Vulnerabilities in popular software BIND, used to create the domain name servers, allows to bring down the system and even affect other services running on the same hardware.

This statement was made on Friday, the developers of the ISC (Internet Systems Consortium), leading the development of BIND.

ISC is a nonprofit organization dedicated to the creation of BIND has been for many years. It reported that the vulnerability affects only those versions of BIND, which are designed to work in a Unix / Linux-systems, while the Windows-version of BIND is not affected by this problem.


According to the published information, the vulnerability lies on the developers, in its handling of regular expressions, which are the responsibility Library libdns, part of BIND. Versions are vulnerable BIND 9.7.x, 9.8.0 - 9.8.5b1 and 9.9.0 - 9.9.3b1. Note that all of the major vendors of commercial Linux-and Unix-based systems on a Friday or Saturday have released hotfixes for the DNS-server.

According to experts, this vulnerability is that BIND is currently the most popular DNS-server, and for Unix / Linux-systems, it generally is the de-facto standard. BIND also use Solaris, Mac OS X and FreeBSD.
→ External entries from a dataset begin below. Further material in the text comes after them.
use std::{
    collections::HashMap,
    sync::{Arc, Mutex},
    time::Duration,
};

use async_trait::async_trait;
use shared::{
    domain::{Gender, Patient, PatientId},
    protocol::Ack,
};
use tokio::sync::oneshot;

use crate::{
    error::RemoteError,
    notify::{ChannelNotificationSink, Notification},
    remote::RemoteDirectoryClient,
};

type SearchReply = Result<Vec<Patient>, RemoteError>;
type AckReply = Result<Ack, RemoteError>;

pub fn pid(id: i64) -> PatientId {
    PatientId::from(id)
}

pub fn patient(id: i64, name: &str) -> Patient {
    Patient {
        id: pid(id),
        name: name.to_string(),
        age: 30 + id as u32,
        gender: if id % 2 == 0 { Gender::Male } else { Gender::Female },
        condition: "Hypertension".into(),
        profile_photo: None,
    }
}

/// Lets the scheduler run everything that is ready, including tasks woken by
/// a gate release. Under a paused clock this costs no wall time.
pub async fn settle() {
    tokio::time::sleep(Duration::from_millis(1)).await;
}

pub fn drain(rx: &mut tokio::sync::mpsc::UnboundedReceiver<Notification>) -> Vec<Notification> {
    let mut seen = Vec::new();
    while let Ok(notification) = rx.try_recv() {
        seen.push(notification);
    }
    seen
}

pub fn notification_channel() -> (
    Arc<ChannelNotificationSink>,
    tokio::sync::mpsc::UnboundedReceiver<Notification>,
) {
    let (sink, rx) = ChannelNotificationSink::new();
    (Arc::new(sink), rx)
}

/// In-memory directory with canned answers. Any call can instead be parked
/// on a gate so the test decides when (and how) it completes.
#[derive(Default)]
pub struct ScriptedDirectory {
    search_results: Mutex<HashMap<String, SearchReply>>,
    search_gates: Mutex<HashMap<String, oneshot::Receiver<SearchReply>>>,
    linked: Mutex<Option<SearchReply>>,
    add_failures: Mutex<HashMap<PatientId, RemoteError>>,
    remove_failures: Mutex<HashMap<PatientId, RemoteError>>,
    add_gates: Mutex<HashMap<PatientId, oneshot::Receiver<AckReply>>>,
    remove_gates: Mutex<HashMap<PatientId, oneshot::Receiver<AckReply>>>,
    search_calls: Mutex<Vec<String>>,
    add_calls: Mutex<Vec<PatientId>>,
    remove_calls: Mutex<Vec<PatientId>>,
    list_calls: Mutex<usize>,
}

impl ScriptedDirectory {
    pub fn new() -> Arc<Self> {
        Arc::new(Self::default())
    }

    pub fn answer_search(&self, query: &str, reply: SearchReply) {
        self.search_results
            .lock()
            .expect("lock")
            .insert(query.to_string(), reply);
    }

    pub fn gate_search(&self, query: &str) -> oneshot::Sender<SearchReply> {
        let (tx, rx) = oneshot::channel();
        self.search_gates
            .lock()
            .expect("lock")
            .insert(query.to_string(), rx);
        tx
    }

    pub fn answer_linked(&self, reply: SearchReply) {
        *self.linked.lock().expect("lock") = Some(reply);
    }

    pub fn fail_add(&self, patient_id: PatientId, err: RemoteError) {
        self.add_failures
            .lock()
            .expect("lock")
            .insert(patient_id, err);
    }

    pub fn fail_remove(&self, patient_id: PatientId, err: RemoteError) {
        self.remove_failures
            .lock()
            .expect("lock")
            .insert(patient_id, err);
    }

    pub fn gate_add(&self, patient_id: PatientId) -> oneshot::Sender<AckReply> {
        let (tx, rx) = oneshot::channel();
        self.add_gates
            .lock()
            .expect("lock")
            .insert(patient_id, rx);
        tx
    }

    pub fn gate_remove(&self, patient_id: PatientId) -> oneshot::Sender<AckReply> {
        let (tx, rx) = oneshot::channel();
        self.remove_gates
            .lock()
            .expect("lock")
            .insert(patient_id, rx);
        tx
    }

    pub fn search_calls(&self) -> Vec<String> {
        self.search_calls.lock().expect("lock").clone()
    }

    pub fn add_calls(&self) -> Vec<PatientId> {
        self.add_calls.lock().expect("lock").clone()
    }

    pub fn remove_calls(&self) -> Vec<PatientId> {
        self.remove_calls.lock().expect("lock").clone()
    }

    pub fn list_calls(&self) -> usize {
        *self.list_calls.lock().expect("lock")
    }
}

async fn await_gate<T>(
    gate: Option<oneshot::Receiver<Result<T, RemoteError>>>,
) -> Option<Result<T, RemoteError>> {
    match gate {
        Some(rx) => Some(
            rx.await
                .unwrap_or_else(|_| Err(RemoteError::transport("gate dropped"))),
        ),
        None => None,
    }
}

#[async_trait]
impl RemoteDirectoryClient for ScriptedDirectory {
    async fn search(&self, query: &str) -> Result<Vec<Patient>, RemoteError> {
        self.search_calls
            .lock()
            .expect("lock")
            .push(query.to_string());
        let gate = self.search_gates.lock().expect("lock").remove(query);
        if let Some(reply) = await_gate(gate).await {
            return reply;
        }
        self.search_results
            .lock()
            .expect("lock")
            .get(query)
            .cloned()
            .unwrap_or_else(|| Ok(Vec::new()))
    }

    async fn list_linked(&self) -> Result<Vec<Patient>, RemoteError> {
        *self.list_calls.lock().expect("lock") += 1;
        self.linked
            .lock()
            .expect("lock")
            .clone()
            .unwrap_or_else(|| Ok(Vec::new()))
    }

    async fn add_linked(&self, patient_id: &PatientId) -> Result<Ack, RemoteError> {
        self.add_calls.lock().expect("lock").push(patient_id.clone());
        let gate = self.add_gates.lock().expect("lock").remove(patient_id);
        if let Some(reply) = await_gate(gate).await {
            return reply;
        }
        match self.add_failures.lock().expect("lock").get(patient_id) {
            Some(err) => Err(err.clone()),
            None => Ok(Ack::default()),
        }
    }

    async fn remove_linked(&self, patient_id: &PatientId) -> Result<Ack, RemoteError> {
        self.remove_calls
            .lock()
            .expect("lock")
            .push(patient_id.clone());
        let gate = self.remove_gates.lock().expect("lock").remove(patient_id);
        if let Some(reply) = await_gate(gate).await {
            return reply;
        }
        match self.remove_failures.lock().expect("lock").get(patient_id) {
            Some(err) => Err(err.clone()),
            None => Ok(Ack::default()),
        }
    }
}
The vulnerability can be used by sending a specially crafted request that force BIND daemon to go beyond allocated memory and provoke the collapse of the server, followed by access to other data on the target server. ISC notes that the bug is critically dangerous and it affects both authoritative and recursive DNS-servers.

As reported by the ISC, if the user does not upgrade BIND of the new sources available on the manufacturer's website, it is necessary to prohibit the use of regular expressions, manually edit the file config.h in accordance with the instructions, available from https://kb.isc.org/ article/AA-00879

BIND 7.x versions are also subject to vulnerabilities, but they are not corrected, because no longer supported version of BIND 10.x are not affected, but so far he does not recommend the developer to work with them to production servers.

In the ISC has been reported that they were aware of the attacks on servers BIND, used on the real servers. The company Arbor Networks, to provide protection from DDoS-attacks, also said they knew of cases of attacks and calls as quickly as possible to upgrade.